Collection entries
● ● ● ●

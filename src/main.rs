//! DeepBlocks API entry point.

use std::net::SocketAddr;

use anyhow::Context;
use clap::{Parser, Subcommand};
use tokio::net::TcpListener;
use tracing::{error, info};

use deepblocks_api::api::{create_router, docs, AppState, CorsPolicy};
use deepblocks_api::config::Config;
use deepblocks_api::metadata::ServiceMetadata;
use deepblocks_api::metrics;
use deepblocks_api::utils::{init_logging, shutdown_signal};

/// Backend API for the DeepBlocks visual ML platform.
#[derive(Parser, Debug)]
#[command(name = "deepblocks-api")]
#[command(about = "Backend API for DeepBlocks visual ML platform")]
#[command(version)]
struct Args {
    /// Enable verbose logging.
    #[arg(short, long, global = true)]
    verbose: bool,

    /// Emit logs as JSON lines.
    #[arg(long, global = true)]
    json_logs: bool,

    /// Address to bind (overrides HOST).
    #[arg(long, global = true)]
    host: Option<String>,

    /// HTTP server port (overrides PORT).
    #[arg(short, long, global = true)]
    port: Option<u16>,

    #[command(subcommand)]
    command: Option<Command>,
}

#[derive(Subcommand, Debug)]
enum Command {
    /// Run the HTTP server (default).
    Serve,

    /// Check configuration validity.
    CheckConfig,

    /// Print the OpenAPI document.
    Openapi,
}

#[tokio::main]
async fn main() -> anyhow::Result<()> {
    // Parse CLI arguments
    let args = Args::parse();

    // Load configuration
    let mut config = Config::load().context("failed to load configuration")?;

    // Override with CLI args if provided
    if let Some(host) = args.host.clone() {
        config.host = host;
    }
    if let Some(port) = args.port {
        config.port = port;
    }
    config.log_json |= args.json_logs;

    // Initialize logging
    init_logging(&config.rust_log, args.verbose, config.log_json);

    match args.command {
        Some(Command::CheckConfig) => cmd_check_config(&config),
        Some(Command::Openapi) => cmd_openapi(),
        Some(Command::Serve) | None => cmd_serve(config).await,
    }
}

/// Check configuration validity.
fn cmd_check_config(config: &Config) -> anyhow::Result<()> {
    println!("======================================================================");
    println!("DEEPBLOCKS API - CONFIGURATION CHECK");
    println!("======================================================================");

    print!("Validating configuration... ");
    match config.validate() {
        Ok(()) => println!("OK"),
        Err(e) => {
            println!("FAILED");
            println!("  Error: {}", e);
            return Err(anyhow::anyhow!("Configuration validation failed"));
        }
    }

    println!("----------------------------------------------------------------------");
    println!("Configuration Summary:");
    println!("  Listen: {}:{}", config.host, config.port);
    println!("  CORS Origins: {}", config.allowed_origins().join(", "));
    println!("  CORS Max Age: {}s", config.cors_max_age_secs);
    match config.metrics_port {
        Some(port) => println!("  Metrics Port: {}", port),
        None => println!("  Metrics: Disabled"),
    }
    println!("  Log Level: {}", config.rust_log);
    println!("======================================================================");
    println!("CONFIGURATION CHECK PASSED");
    println!("======================================================================");

    Ok(())
}

/// Print the OpenAPI document as pretty JSON.
fn cmd_openapi() -> anyhow::Result<()> {
    println!("{}", docs::openapi_json(&ServiceMetadata::current())?);
    Ok(())
}

/// Run the HTTP server until a shutdown signal arrives.
async fn cmd_serve(config: Config) -> anyhow::Result<()> {
    if let Err(e) = config.validate() {
        error!("Invalid configuration: {}", e);
        return Err(anyhow::anyhow!("Configuration validation failed: {}", e));
    }

    let meta = ServiceMetadata::current();
    info!("Starting {} v{}", meta.name, meta.version);

    // Initialize metrics (recorder first so descriptions are kept)
    if let Some(metrics_port) = config.metrics_port {
        let metrics_addr = SocketAddr::new(config.listen_addr()?.ip(), metrics_port);
        metrics::install_exporter(metrics_addr).map_err(|e| {
            error!("Failed to start metrics exporter: {}", e);
            e
        })?;
    }
    metrics::init_metrics();

    let cors = CorsPolicy::from_config(&config)?;
    info!("CORS allowed origins: {}", config.allowed_origins().join(", "));

    let router = create_router(AppState::new(meta), &cors);

    // Start HTTP server
    let addr = config.listen_addr()?;
    let listener = TcpListener::bind(addr).await.map_err(|e| {
        error!("Failed to bind {}: {}", addr, e);
        e
    })?;
    info!("HTTP server listening on {}", addr);
    info!("API docs available at http://{}{}", addr, meta.docs_path);

    axum::serve(listener, router)
        .with_graceful_shutdown(shutdown_signal())
        .await?;

    info!("HTTP server stopped");
    Ok(())
}
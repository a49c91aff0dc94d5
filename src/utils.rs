//! Process-level helpers: logging setup and shutdown signalling.

use tracing::{info, warn};
use tracing_subscriber::{fmt, prelude::*, EnvFilter};

/// Filter used by `--verbose`.
pub const VERBOSE_FILTER: &str = "deepblocks_api=debug,tower_http=debug,info";

/// Build the log filter from the configured level.
///
/// Falls back to `info` when the directive string does not parse.
pub fn log_filter(level: &str, verbose: bool) -> EnvFilter {
    if verbose {
        return EnvFilter::new(VERBOSE_FILTER);
    }
    EnvFilter::try_new(level).unwrap_or_else(|_| EnvFilter::new("info"))
}

/// Install the global tracing subscriber.
pub fn init_logging(level: &str, verbose: bool, json: bool) {
    let registry = tracing_subscriber::registry().with(log_filter(level, verbose));

    if json {
        registry.with(fmt::layer().json()).init();
    } else {
        registry.with(fmt::layer()).init();
    }
}

/// Resolves when the process receives Ctrl-C or SIGTERM.
pub async fn shutdown_signal() {
    let ctrl_c = async {
        if let Err(e) = tokio::signal::ctrl_c().await {
            warn!("Failed to listen for Ctrl+C: {}", e);
            std::future::pending::<()>().await;
        }
    };

    #[cfg(unix)]
    let terminate = async {
        use tokio::signal::unix::{signal, SignalKind};

        match signal(SignalKind::terminate()) {
            Ok(mut sig) => {
                sig.recv().await;
            }
            Err(e) => {
                warn!("Failed to install SIGTERM handler: {}", e);
                std::future::pending::<()>().await;
            }
        }
    };

    #[cfg(not(unix))]
    let terminate = std::future::pending::<()>();

    tokio::select! {
        _ = ctrl_c => {},
        _ = terminate => {},
    }

    info!("Shutdown signal received");
}
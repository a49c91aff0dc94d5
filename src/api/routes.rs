//! HTTP API route definitions.

use axum::{middleware, routing::get, Router};
use tower_http::trace::TraceLayer;

use super::cors::CorsPolicy;
use super::docs::swagger_ui;
use super::handlers::{health, not_found, root, AppState};
use crate::metrics::track_http_requests;

/// Create the API router.
///
/// The CORS layer wraps the whole router, fallback included, so pre-flight
/// requests are answered for any path. Requests without CORS headers skip it.
pub fn create_router(state: AppState, cors: &CorsPolicy) -> Router {
    let meta = state.meta;

    Router::new()
        .route("/", get(root))
        .route("/health", get(health))
        .route_layer(middleware::from_fn(track_http_requests))
        .with_state(state)
        .merge(swagger_ui(&meta))
        .fallback(not_found)
        .layer(cors.layer())
        .layer(TraceLayer::new_for_http())
}
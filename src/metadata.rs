//! Service metadata fixed at compile time.

/// Name, version and description of the running service.
///
/// Values are `'static` and never change after startup, so the struct is
/// `Copy` and handed to the router state by value.
#[derive(Debug, Clone, Copy, PartialEq, Eq)]
pub struct ServiceMetadata {
    /// Human-readable service name.
    pub name: &'static str,
    /// Version string reported by every endpoint.
    pub version: &'static str,
    /// One-line description used in the OpenAPI document.
    pub description: &'static str,
    /// Path where the interactive API docs are served.
    pub docs_path: &'static str,
}

impl ServiceMetadata {
    /// Metadata of this build.
    pub const fn current() -> Self {
        Self {
            name: "DeepBlocks API",
            version: env!("CARGO_PKG_VERSION"),
            description: env!("CARGO_PKG_DESCRIPTION"),
            docs_path: DOCS_PATH,
        }
    }

    /// Status line returned by `GET /`.
    pub fn running_message(&self) -> String {
        format!("{} is running", self.name)
    }
}

impl Default for ServiceMetadata {
    fn default() -> Self {
        Self::current()
    }
}

/// Swagger UI mount point.
pub const DOCS_PATH: &str = "/docs";

/// OpenAPI document path.
pub const OPENAPI_PATH: &str = "/openapi.json";
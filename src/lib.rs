//! DeepBlocks API service.
//!
//! Backend bootstrap for the DeepBlocks visual ML editor. The service exposes
//! a status endpoint and a health endpoint behind a cross-origin policy that
//! lets the browser frontend read the responses:
//!
//! ```text
//! GET /        {"message": "DeepBlocks API is running", "version": "1.0.0", "docs": "/docs"}
//! GET /health  {"status": "healthy", "version": "1.0.0"}
//! ```
//!
//! # Modules
//!
//! - [`config`]: Configuration loading from environment
//! - [`error`]: Unified error types
//! - [`metadata`]: Immutable service name, version and description
//! - [`api`]: HTTP router, handlers, CORS policy and OpenAPI docs
//! - [`metrics`]: Prometheus metrics for HTTP traffic
//! - [`utils`]: Utility functions

pub mod api;
pub mod config;
pub mod error;
pub mod metadata;
pub mod metrics;
pub mod utils;

pub use config::Config;
pub use error::{Result, ServiceError};
pub use metadata::ServiceMetadata;
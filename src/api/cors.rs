//! Cross-origin policy.
//!
//! The policy only tells browsers which pages may read responses. Requests
//! from other origins are still served; it is not an access control.

use std::future::Future;
use std::pin::Pin;
use std::str::FromStr;
use std::task::{Context, Poll};
use std::time::Duration;

use axum::http::{header, HeaderName, HeaderValue, Method, Request, Response};
use tower::{Layer, Service, ServiceExt};
use tower_http::cors::{AllowHeaders, AllowMethods, AllowOrigin, Any, Cors, CorsLayer};

use crate::config::Config;
use crate::error::ConfigError;

/// Methods advertised when every method is allowed.
///
/// `Access-Control-Allow-Methods: *` is ignored by browsers on credentialed
/// requests, so the wildcard is expanded to this list instead.
pub const ALL_METHODS: [Method; 7] = [
    Method::DELETE,
    Method::GET,
    Method::HEAD,
    Method::OPTIONS,
    Method::PATCH,
    Method::POST,
    Method::PUT,
];

/// Either every value or an explicit set.
#[derive(Debug, Clone, PartialEq, Eq)]
pub enum Allowed<T> {
    /// Wildcard.
    Any,
    /// Explicit set.
    List(Vec<T>),
}

impl<T: FromStr> Allowed<T> {
    /// Parse a configured list; a `*` entry anywhere means [`Allowed::Any`].
    pub fn parse<S: AsRef<str>>(entries: &[S]) -> Result<Self, String> {
        let entries: Vec<&str> = entries
            .iter()
            .map(|e| e.as_ref().trim())
            .filter(|e| !e.is_empty())
            .collect();

        if entries.contains(&"*") {
            return Ok(Allowed::Any);
        }

        entries
            .into_iter()
            .map(|e| e.parse::<T>().map_err(|_| e.to_string()))
            .collect::<Result<Vec<_>, _>>()
            .map(Allowed::List)
    }
}

/// Cross-origin policy fixed at startup.
#[derive(Debug, Clone)]
pub struct CorsPolicy {
    /// Origins whose pages may read responses.
    pub allowed_origins: Vec<HeaderValue>,
    /// Whether cookies and auth headers may accompany requests.
    pub allow_credentials: bool,
    /// Methods permitted on cross-origin requests.
    pub allowed_methods: Allowed<Method>,
    /// Request headers permitted on cross-origin requests.
    pub allowed_headers: Allowed<HeaderName>,
    /// How long a browser may cache a pre-flight answer.
    pub max_age: Duration,
}

impl CorsPolicy {
    /// Build the policy from configuration.
    pub fn from_config(config: &Config) -> Result<Self, ConfigError> {
        let allowed_origins = config
            .allowed_origins()
            .into_iter()
            .map(|origin| {
                HeaderValue::from_str(origin).map_err(|e| ConfigError::InvalidOrigin {
                    origin: origin.to_string(),
                    reason: e.to_string(),
                })
            })
            .collect::<Result<Vec<_>, _>>()?;

        if allowed_origins.is_empty() {
            return Err(ConfigError::NoOrigins);
        }

        let allowed_methods = Allowed::<Method>::parse(config.cors_allow_methods.as_slice())
            .map_err(ConfigError::InvalidMethod)?;
        let allowed_headers = Allowed::<HeaderName>::parse(config.cors_allow_headers.as_slice())
            .map_err(ConfigError::InvalidHeader)?;

        Ok(Self {
            allowed_origins,
            allow_credentials: config.cors_allow_credentials,
            allowed_methods,
            allowed_headers,
            max_age: Duration::from_secs(config.cors_max_age_secs),
        })
    }

    /// Whether responses to `origin` are exposed to page scripts.
    pub fn allows_origin(&self, origin: &HeaderValue) -> bool {
        self.allowed_origins.contains(origin)
    }

    /// The tower-http layer enforcing this policy, applied to every request.
    ///
    /// With credentials enabled, wildcards are rendered as the full method
    /// list and as a mirror of the requested headers.
    pub fn cors_layer(&self) -> CorsLayer {
        let methods = match (&self.allowed_methods, self.allow_credentials) {
            (Allowed::Any, true) => AllowMethods::list(ALL_METHODS),
            (Allowed::Any, false) => AllowMethods::from(Any),
            (Allowed::List(list), _) => AllowMethods::list(list.iter().cloned()),
        };

        let headers = match (&self.allowed_headers, self.allow_credentials) {
            (Allowed::Any, true) => AllowHeaders::mirror_request(),
            (Allowed::Any, false) => AllowHeaders::from(Any),
            (Allowed::List(list), _) => AllowHeaders::list(list.iter().cloned()),
        };

        let policy = self.clone();
        CorsLayer::new()
            .allow_origin(AllowOrigin::predicate(move |origin, _| {
                policy.allows_origin(origin)
            }))
            .allow_credentials(self.allow_credentials)
            .allow_methods(methods)
            .allow_headers(headers)
            .max_age(self.max_age)
    }

    /// Layer that runs [`CorsPolicy::cors_layer`] only for cross-origin
    /// requests; everything else goes straight to the router.
    pub fn layer(&self) -> CorsGateLayer {
        CorsGateLayer {
            cors: self.cors_layer(),
        }
    }
}

impl Default for CorsPolicy {
    fn default() -> Self {
        Self {
            allowed_origins: vec![HeaderValue::from_static("http://localhost:5173")],
            allow_credentials: true,
            allowed_methods: Allowed::Any,
            allowed_headers: Allowed::Any,
            max_age: Duration::from_secs(600),
        }
    }
}

/// A request the browser tagged as cross-origin.
///
/// Pre-flights are `OPTIONS` carrying both `Origin` and
/// `Access-Control-Request-Method`; a bare `OPTIONS` is an ordinary request.
pub fn is_cross_origin<B>(request: &Request<B>) -> bool {
    let headers = request.headers();
    if !headers.contains_key(header::ORIGIN) {
        return false;
    }
    request.method() != Method::OPTIONS
        || headers.contains_key(header::ACCESS_CONTROL_REQUEST_METHOD)
}

/// Layer produced by [`CorsPolicy::layer`].
#[derive(Debug, Clone)]
pub struct CorsGateLayer {
    cors: CorsLayer,
}

impl<S: Clone> Layer<S> for CorsGateLayer {
    type Service = CorsGate<S>;

    fn layer(&self, inner: S) -> Self::Service {
        CorsGate {
            cors: self.cors.layer(inner.clone()),
            inner,
        }
    }
}

/// Routes cross-origin requests through [`Cors`], the rest to `inner`.
#[derive(Debug, Clone)]
pub struct CorsGate<S> {
    cors: Cors<S>,
    inner: S,
}

impl<S, ReqBody, ResBody> Service<Request<ReqBody>> for CorsGate<S>
where
    S: Service<Request<ReqBody>, Response = Response<ResBody>> + Clone + Send + 'static,
    S::Future: Send + 'static,
    S::Error: Send + 'static,
    ReqBody: Send + 'static,
    ResBody: Default + Send + 'static,
{
    type Response = Response<ResBody>;
    type Error = S::Error;
    type Future = Pin<Box<dyn Future<Output = Result<Self::Response, Self::Error>> + Send>>;

    fn poll_ready(&mut self, _cx: &mut Context<'_>) -> Poll<Result<(), Self::Error>> {
        // Readiness is checked on the clone picked in `call`.
        Poll::Ready(Ok(()))
    }

    fn call(&mut self, request: Request<ReqBody>) -> Self::Future {
        if is_cross_origin(&request) {
            Box::pin(self.cors.clone().oneshot(request))
        } else {
            Box::pin(self.inner.clone().oneshot(request))
        }
    }
}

● ● ● ●

__Task requirements__. Go line by line through the records and copy those that contain the word "filename".

__Worked solution__.
filename src/main.rs
filename src/utils.rs
filename src/api/routes.rs
filename src/metadata.rs
filename src/lib.rs
filename src/api/cors.rs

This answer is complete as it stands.